Ex. sickle cell disease: mutation of a single base pair in a gene that codes for the beta-globin polypeptide in hemoglobin. Individuals who are homozygous for the mutant gene will have multiple symptoms associated with sickle cell.

11. Types of point mutations: substitutions
Base pair substitution – the replacement of one nucleotide and its “partner” with another pair of nucleotides.
Missense mutations – substitution of a single amino acid for another amino acid.
Nonsense mutation – point mutation that changes a codon for an amino acid into a STOP codon. Translation ends prematurely and leads to a nonfunctional protein.

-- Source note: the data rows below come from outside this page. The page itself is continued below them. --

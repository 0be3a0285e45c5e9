//! Operating-profit waterfall produced by the scenario calculator

use serde::{Deserialize, Serialize};

/// A profit figure and its share of total revenue
#[derive(Debug, Clone, Copy, PartialEq, Serialize, Deserialize, Default)]
pub struct ProfitFigure {
    pub amount: f64,
    /// amount / total revenue × 100
    pub percent: f64,
}

/// Result of evaluating one case
#[derive(Debug, Clone, Copy, PartialEq, Serialize, Deserialize, Default)]
pub struct ScenarioResult {
    pub total_revenue: f64,
    pub other_goods_purchase: f64,
    pub total_project_costs: f64,
    pub estimated_effort_cost: f64,
    pub risk_cost: f64,
    /// Operating profit before external purchases
    pub operating_profit: ProfitFigure,
    pub external_purchase_1_cost: f64,
    /// Operating profit after the first external purchase
    pub operating_profit_ep1: ProfitFigure,
    pub external_purchase_2_cost: f64,
    /// Operating profit after the second external purchase
    pub operating_profit_ep2: ProfitFigure,
}

impl ScenarioResult {
    /// The figure reported as the case's bottom line
    pub fn final_profit(&self) -> ProfitFigure {
        self.operating_profit_ep2
    }
}

/// Worst and Best case results of one review
#[derive(Debug, Clone, Copy, PartialEq, Serialize, Deserialize, Default)]
pub struct ReviewOutcome {
    pub worst: ScenarioResult,
    pub best: ScenarioResult,
}

impl ReviewOutcome {
    /// Best-case final profit minus worst-case final profit
    pub fn spread(&self) -> f64 {
        self.best.final_profit().amount - self.worst.final_profit().amount
    }
}
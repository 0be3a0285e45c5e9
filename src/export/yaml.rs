//! YAML Export functionality

use serde::Serialize;
use std::io::Write;

use super::json::ExportDocument;
use crate::error::{ProfitError, ProfitResult};

/// Write a document as YAML with a short comment header
pub fn export_yaml<T: Serialize, W: Write>(
    document: &ExportDocument<T>,
    writer: &mut W,
) -> ProfitResult<()> {
    let header = format!(
        "# profit-calc {} export\n# Generated: {}\n# App Version: {}\n\n",
        document.kind, document.exported_at, document.app_version
    );
    writer
        .write_all(header.as_bytes())
        .map_err(|e| ProfitError::Export(e.to_string()))?;

    serde_yaml::to_writer(writer, document).map_err(|e| ProfitError::Export(e.to_string()))?;

    Ok(())
}

#[cfg(test)]
mod tests {
    use super::*;
    use crate::models::{CaseInput, ReviewCases, RevenueBreakdown};
    use crate::services::evaluate_review;

    #[test]
    fn test_yaml_export() {
        let cases = ReviewCases {
            worst: CaseInput::new(RevenueBreakdown::new(1000.0, 0.0, 0.0)),
            best: CaseInput::new(RevenueBreakdown::new(2000.0, 0.0, 0.0)),
        };
        let document = ExportDocument::new("review", evaluate_review(&cases));

        let mut output = Vec::new();
        export_yaml(&document, &mut output).unwrap();
        let yaml_string = String::from_utf8(output).unwrap();

        assert!(yaml_string.starts_with("# profit-calc review export"));
        assert!(yaml_string.contains("kind: review"));
        assert!(yaml_string.contains("total_revenue: 2000.0"));
        assert!(yaml_string.contains("risk_cost: 100.0"));
    }
}
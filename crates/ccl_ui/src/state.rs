//! Widget state types for stateful widgets

use serde::{Deserialize, Serialize};

use crate::event::PanPhase;

/// Two-frame tap feedback for button-family widgets.
///
/// A tap moves to `PressedVisual`; the next paint shows the pressed look
/// once and falls back to `Idle`, asking for one more paint.
#[derive(Debug, Clone, Copy, PartialEq, Eq, Default)]
pub enum TapFlash {
    #[default]
    Idle,
    PressedVisual,
}

impl TapFlash {
    /// Register a qualifying tap
    pub fn press(&mut self) {
        *self = TapFlash::PressedVisual;
    }

    pub fn is_pressed(&self) -> bool {
        matches!(self, TapFlash::PressedVisual)
    }

    /// Called once per paint. Returns whether the pressed visual should be
    /// drawn in this pass and resets to `Idle`.
    pub fn take(&mut self) -> bool {
        std::mem::take(self).is_pressed()
    }
}

/// Expansion state of a tree node.
#[derive(Debug, Clone, Copy, PartialEq, Eq, Default, Serialize, Deserialize)]
#[serde(rename_all = "lowercase")]
pub enum ExpandState {
    #[default]
    Collapsed,
    Expanded,
}

impl ExpandState {
    pub fn is_expanded(&self) -> bool {
        matches!(self, ExpandState::Expanded)
    }

    pub fn toggled(self) -> Self {
        match self {
            ExpandState::Collapsed => ExpandState::Expanded,
            ExpandState::Expanded => ExpandState::Collapsed,
        }
    }
}

/// Pan gesture tracking.
///
/// Gesture sources report totals since the gesture started; the viewport
/// wants the increment since the previous update.
#[derive(Debug, Clone, Copy, PartialEq, Default)]
pub enum PanGesture {
    /// Not panning
    #[default]
    Idle,
    /// Panning, with the totals seen in the previous update
    Panning { last_total: (f32, f32) },
}

impl PanGesture {
    pub fn is_panning(&self) -> bool {
        matches!(self, PanGesture::Panning { .. })
    }

    /// Feed one update; returns the next state and the incremental delta.
    ///
    /// A `Running` update without a prior `Started` is treated as the start
    /// of a gesture at zero. `Completed` and `Canceled` end the gesture
    /// without moving; whatever offset was reached stands.
    pub fn advance(self, phase: PanPhase, total_x: f32, total_y: f32) -> (PanGesture, (f32, f32)) {
        match phase {
            PanPhase::Started => (
                PanGesture::Panning {
                    last_total: (total_x, total_y),
                },
                (0.0, 0.0),
            ),
            PanPhase::Running => {
                let (lx, ly) = match self {
                    PanGesture::Panning { last_total } => last_total,
                    PanGesture::Idle => (0.0, 0.0),
                };
                (
                    PanGesture::Panning {
                        last_total: (total_x, total_y),
                    },
                    (total_x - lx, total_y - ly),
                )
            }
            PanPhase::Completed | PanPhase::Canceled => (PanGesture::Idle, (0.0, 0.0)),
        }
    }
}

#[cfg(test)]
mod tests {
    use super::*;

    #[test]
    fn test_flash_shows_once() {
        let mut flash = TapFlash::default();
        assert!(!flash.take());

        flash.press();
        assert!(flash.is_pressed());
        assert!(flash.take());
        assert!(!flash.take());
        assert_eq!(flash, TapFlash::Idle);
    }

    #[test]
    fn test_expand_toggle_is_reversible() {
        let s = ExpandState::Collapsed;
        assert_eq!(s.toggled().toggled(), s);
        assert!(s.toggled().is_expanded());
    }

    #[test]
    fn test_pan_totals_become_increments() {
        let g = PanGesture::Idle;
        let (g, d) = g.advance(PanPhase::Started, 0.0, 0.0);
        assert_eq!(d, (0.0, 0.0));
        let (g, d) = g.advance(PanPhase::Running, 5.0, 10.0);
        assert_eq!(d, (5.0, 10.0));
        let (g, d) = g.advance(PanPhase::Running, 3.0, 25.0);
        assert_eq!(d, (-2.0, 15.0));
        let (g, d) = g.advance(PanPhase::Completed, 0.0, 0.0);
        assert_eq!(d, (0.0, 0.0));
        assert!(!g.is_panning());
    }

    #[test]
    fn test_running_without_start_counts_from_zero() {
        let (g, d) = PanGesture::Idle.advance(PanPhase::Running, 0.0, 40.0);
        assert_eq!(d, (0.0, 40.0));
        assert!(g.is_panning());
    }

    #[test]
    fn test_new_gesture_after_cancel_restarts() {
        let (g, _) = PanGesture::Idle.advance(PanPhase::Running, 0.0, 40.0);
        let (g, _) = g.advance(PanPhase::Canceled, 0.0, 0.0);
        let (_, d) = g.advance(PanPhase::Running, 0.0, 10.0);
        assert_eq!(d, (0.0, 10.0));
    }
}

12. Mutations : insertions and deletions
Additions or losses of nucleotide pairs in a gene, leading to disastrous effects on the resulting protein because the “reading frame” has been altered.
Frameshift mutations – alters the triplet groupings of bases in the mRNA. All nucleotides “downstream” of the insertion or deletion will be improperly grouped into codons.
THE FAT CAT ATE THE RAT- deletion mutation of first F
THE ATC ATA TET HER AT – makes no sense and the protein will be nonfunctional

13. mutagens
Physical and chemical agents, called mutagens, may interact with DNA to cause mutations.
X-rays, UV light - cause genetic changes
Cancer causing chemicals – interfere with correct DNA replication and/or cause chemical changes in bases that change their pairing properties

14. summary Transcription – mRNA is transcribed from a DNA template.
RNA Processing – pre-mRNA is spliced and modified to produce mRNA which moves from the nucleus into the cytoplasm.
The mRNA leaves the nucleus and attaches to a ribosome.
Each amino acid attaches to its proper tRNA
Translation – a succession of tRNAs add their amino acids to a polypeptide chain as the mRNA is moved through the ribosome one codon at a time.
When completed, the polypeptide is released from the ribosome.
The protein expresses the gene that the DNA coded for.